**Exercise objective**
Every line below containing the word "impl" should be found and copied.

*** Opening of Dataset records ***

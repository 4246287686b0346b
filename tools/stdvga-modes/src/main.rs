#![forbid(unsafe_code)]

use anyhow::{bail, Context};
use clap::{Parser, Subcommand};
use stdvga_display::{
    Adapter, DeviceInfo, DeviceLimits, DispiIndex, DisplayConfig, DisplayInfo, HostMapper,
    MemoryResource, MmioWindow, DISPI_MMIO_OFFSET, VBE_DISPI_ID5,
};
use stdvga_edid::{serial_number, PciLocation, EDID_BLOCK_SIZE};
use tracing_subscriber::EnvFilter;

const FB_BASE: u64 = 0xE000_0000;
const MMIO_BASE: u64 = 0xFEBF_0000;
const MMIO_LEN: u64 = 0x1000;
const MIB: u64 = 1024 * 1024;

#[derive(Parser, Debug)]
#[command(
    name = "stdvga-modes",
    about = "Inspect the mode catalog, DISPI programming and EDID of a simulated Bochs/QEMU Standard VGA adapter."
)]
struct Args {
    /// Video memory reported through DISPI, in MiB (QEMU's `vgamem_mb`)
    #[arg(long, value_name = "MIB", default_value_t = 16)]
    vram_mib: u16,

    /// Size of the framebuffer BAR in MiB (defaults to --vram-mib)
    #[arg(long, value_name = "MIB")]
    fb_bar_mib: Option<u64>,

    /// Display left behind by the firmware, e.g. 1024x768
    #[arg(long, value_name = "WxH", value_parser = parse_resolution)]
    boot: Option<(u32, u32)>,

    /// Largest width the host allows
    #[arg(long, value_name = "PIXELS")]
    max_width: Option<u32>,

    /// Largest height the host allows
    #[arg(long, value_name = "PIXELS")]
    max_height: Option<u32>,

    /// PCI location of the adapter, e.g. 00:02.0
    #[arg(long, value_name = "BUS:DEV.FN", value_parser = parse_pci_location)]
    pci: Option<PciLocation>,

    #[command(subcommand)]
    command: Command,
}

#[derive(Subcommand, Debug)]
enum Command {
    /// List the mode catalog
    Modes,
    /// Program a catalog entry and print the DISPI register writes
    SetMode {
        /// Catalog index
        index: usize,
    },
    /// Hex-dump the EDID served for a child output
    Edid {
        #[arg(long, default_value_t = 0)]
        target: u32,
    },
}

fn parse_resolution(s: &str) -> Result<(u32, u32), String> {
    let (w, h) = s
        .split_once(['x', 'X'])
        .ok_or_else(|| format!("expected WIDTHxHEIGHT, got {s:?}"))?;
    let width = w.parse().map_err(|_| format!("invalid width {w:?}"))?;
    let height = h.parse().map_err(|_| format!("invalid height {h:?}"))?;
    Ok((width, height))
}

fn parse_pci_location(s: &str) -> Result<PciLocation, String> {
    let invalid = || format!("expected BUS:DEV.FN in hex, got {s:?}");
    let (bus, rest) = s.split_once(':').ok_or_else(invalid)?;
    let (device, function) = rest.split_once('.').ok_or_else(invalid)?;
    Ok(PciLocation {
        bus: u8::from_str_radix(bus, 16).map_err(|_| invalid())?,
        device: u8::from_str_radix(device, 16).map_err(|_| invalid())?,
        function: u8::from_str_radix(function, 16).map_err(|_| invalid())?,
    })
}

/// DISPI register file of an idle QEMU `-device VGA`.
#[derive(Debug)]
struct SimulatedDispi {
    regs: [u16; 11],
    writes: Vec<(DispiIndex, u16)>,
}

impl SimulatedDispi {
    fn new(video_memory_64k: u16) -> Self {
        let mut regs = [0; 11];
        regs[DispiIndex::Id as usize] = VBE_DISPI_ID5;
        regs[DispiIndex::VideoMemory64K as usize] = video_memory_64k;
        Self {
            regs,
            writes: Vec::new(),
        }
    }
}

fn dispi_index(offset: u64) -> Option<DispiIndex> {
    offset
        .checked_sub(DISPI_MMIO_OFFSET)
        .filter(|rel| rel % 2 == 0)
        .and_then(|rel| u16::try_from(rel / 2).ok())
        .and_then(DispiIndex::from_raw)
}

impl MmioWindow for SimulatedDispi {
    fn read_u16(&mut self, offset: u64) -> u16 {
        match dispi_index(offset) {
            Some(index) => self.regs[index as usize],
            None => {
                tracing::warn!("read of {offset:#x} outside the DISPI block");
                0xFFFF
            }
        }
    }

    fn write_u16(&mut self, offset: u64, value: u16) {
        let Some(index) = dispi_index(offset) else {
            tracing::warn!("write of {value:#06x} to {offset:#x} outside the DISPI block");
            return;
        };
        if !matches!(index, DispiIndex::Id | DispiIndex::VideoMemory64K) {
            self.regs[index as usize] = value;
        }
        self.writes.push((index, value));
    }
}

fn main() -> anyhow::Result<()> {
    tracing_subscriber::fmt()
        .with_env_filter(EnvFilter::from_default_env())
        .with_writer(std::io::stderr)
        .init();

    let args = Args::parse();
    run(args)
}

fn run(args: Args) -> anyhow::Result<()> {
    let Some(video_memory_64k) = args.vram_mib.checked_mul(16) else {
        bail!("--vram-mib {} does not fit the VIDEO_MEMORY_64K register", args.vram_mib);
    };
    let fb_len = args
        .fb_bar_mib
        .unwrap_or(u64::from(args.vram_mib))
        .checked_mul(MIB)
        .context("--fb-bar-mib is too large")?;

    let mut device = DeviceInfo::stdvga(
        MemoryResource {
            start: FB_BASE,
            len: fb_len,
        },
        MemoryResource {
            start: MMIO_BASE,
            len: MMIO_LEN,
        },
    );
    device.location = args.pci;
    device.limits = DeviceLimits {
        max_width: args.max_width,
        max_height: args.max_height,
        max_bits_per_pixel: None,
    };
    let boot = args.boot.map(|(width, height)| DisplayInfo {
        width,
        height,
        pitch: width * 4,
        bits_per_pixel: 32,
        physical_base: FB_BASE,
        target_id: 0,
    });

    let mut adapter = Adapter::start(
        device,
        boot,
        SimulatedDispi::new(video_memory_64k),
        HostMapper::default(),
        DisplayConfig::default(),
    )
    .context("start simulated adapter")?;

    match args.command {
        Command::Modes => {
            println!("video memory: {} KiB", adapter.video_memory() / 1024);
            let catalog = adapter.catalog();
            for (index, mode) in catalog.iter().enumerate() {
                let tag = if index == 0 && catalog.has_boot_mode() {
                    "  (boot)"
                } else {
                    ""
                };
                println!(
                    "{index:>3}  {:>4}x{:<4}  {}bpp  pitch {:>5}  {:>9} bytes{tag}",
                    mode.width,
                    mode.height,
                    mode.bits_per_pixel,
                    mode.pitch,
                    mode.footprint()
                );
            }
        }
        Command::SetMode { index } => {
            adapter
                .set_mode(index)
                .with_context(|| format!("set mode {index}"))?;
            for (register, value) in &adapter.registers().writes {
                println!("{:<16} <- {value:#06x}", format!("{register:?}"));
            }
        }
        Command::Edid { target } => {
            let mut block = [0u8; EDID_BLOCK_SIZE];
            adapter
                .query_device_descriptor(target, 0, &mut block)
                .with_context(|| format!("EDID for target {target}"))?;
            println!("serial {:#010x}", serial_number(args.pci, target));
            for (row, chunk) in block.chunks(16).enumerate() {
                let bytes: Vec<String> = chunk.iter().map(|b| format!("{b:02x}")).collect();
                println!("{:02x}: {}", row * 16, bytes.join(" "));
            }
        }
    }
    Ok(())
}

*** Close of Dataset records ***

**Reply**
impl SimulatedDispi {
impl MmioWindow for SimulatedDispi {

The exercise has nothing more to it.